January 25, 2012

To Be Different, Or To Not Be Different

Sometimes I wonder if I would have turned out different?  What do I mean by that? Not quite sure myself, but it's been a question I've been asking myself for years. And here's why. Since I was very little. New born for that matter, I've suffered a lot of head trauma. Things things i've learned over the years from my family is enough to sometimes make you wonder why I haven't slaying them all.

For starters, as a new born, maybe a year old, I fell into a lake. Down a cliff of about 15-20'. All the while my aunt and uncle are up top arguing who's job it is to watch me, so in turn it's who's job it is to get me out of the water. This from their own mouths.

When I was a little older, I fell out of the carriage onto my noggin in the center of the road. What the hell. i know i'm thick skulled in all, but damn. A few years later at the age of 5, I was in a serious accident, to which not only my mother, but my aunt as well (the one who seemed to think i could swim at a year old) along with the people from the house who called the fire dept, all thought I was dead. As my head had impacted the heat controls on the dash and I ended up on the floor under my mothers feet. Back in the 70's seat belts were not mandatory at this time. It wasn't until much later that I had woken up to climb up on my moms lap, before the emergency crew arrived and passed back out that they realized I was alive. A few short years later, I was in another accident that also bounced my head off the dash. This time I awoke in the back of an ambulance with the cops asking me questions. All i recall is asking for my mom and screaming that I hated my uncle. For he was the one who was driving. And the same uncle who also thought I could swim at the year old mark.  All of this by time I'm 7.

I remember a lot of things from that point on. But I don't remember much before that. I feel as if parts of my life, I knew things that I should not know at such a young age. I remember feeling a lot of compassion for others. Feeling a lot of resentment for such the smallest of things. I remember at the age of 8 or 9, my grandmother and mother took me to the local YMCA for a Sunday movie. It was a movie called Joni, based on the real life events of a young girl who is a quadriplegic, due to a swimming accident. I remember the ushers at the Y asking my mom to keep my quiet or we would have to leave. Why? I was a young boy crying because someone I did not know had to struggle through life with a disability that made her almost want to kill herself. And i remember for the longest time after that, I was saddened when I would see on the news or read about such incidents in the papers. Hell, I haven't even hit puberty yet.

Over the years, I suffered more head injuries from sports and a few more accidents, none by the way in which i was driving. I can't count the number of times I've been knocked unconscious.

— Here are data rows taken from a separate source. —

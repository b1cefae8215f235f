//! In-memory storage backend

use super::traits::{KeyValueStore, StorageResult};
use dashmap::DashMap;

/// Process-local key-value store, used by tests and embedding hosts
/// that persist state themselves.
#[derive(Debug, Default)]
pub struct MemoryStore {
    entries: DashMap<String, String>,
}

impl MemoryStore {
    pub fn new() -> Self {
        Self::default()
    }

    /// Number of stored keys
    pub fn len(&self) -> usize {
        self.entries.len()
    }

    pub fn is_empty(&self) -> bool {
        self.entries.is_empty()
    }
}

impl KeyValueStore for MemoryStore {
    fn get(&self, key: &str) -> StorageResult<Option<String>> {
        Ok(self.entries.get(key).map(|v| v.clone()))
    }

    fn set(&self, key: &str, value: &str) -> StorageResult<()> {
        self.entries.insert(key.to_string(), value.to_string());
        Ok(())
    }

    fn remove(&self, key: &str) -> StorageResult<bool> {
        Ok(self.entries.remove(key).is_some())
    }
}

My reading comprehension was always low. But yet the harder the scientific issue or math issue was, I could do it. I could figure it out given enough time with out much help from others. BUT, the easier the problem, the more i struggled to find the common denominator to get to the finish line. Even to the point, they had me in special reading classes up til Jr High. I could sleep each day in science class and not hear a word the teacher said. yet take the quiz on Friday in class and almost ace. All without cracking the book. At one point, the teach accused me of cheating on the final. So in front of him, the superintendent and principal, i took an oral final exam and missed 4 questions. So they passed me.

And it's been almost a rinse and repeat effect through out the rest of my life up to now. Yet, I struggle to grasp some of the more common issues of life. I try to make sense of things but take the long way around park, when the entire time the answer is no more then a few feet from me.

I am no rocket scientist. Never went to Harvard or some other Ivy League school. Not a lawyer or politician or doctor. I'm just the average Joe that you see on the streets. Day by day i take it. But sometimes I wonder, if i the head injuries have some how messed with me? I wonder if somehow, I would have been less of a person then I am or if I would have been more?

I've had tests and scans done. But they never found nothing. Like they couldn't find the cause of my severe headaches that if not promptly subdued, would paralyze me until the did subside. Soon they did disappear. But they came back a few years ago. Just as strong.  I've been lucky though the last year or so. They've been dormant. Minus the occasional migraine or tension headache.

Anyway, to end this long ass rant/question... I guess I will always wonder if I couldn't have been different. Or even if I want to be different.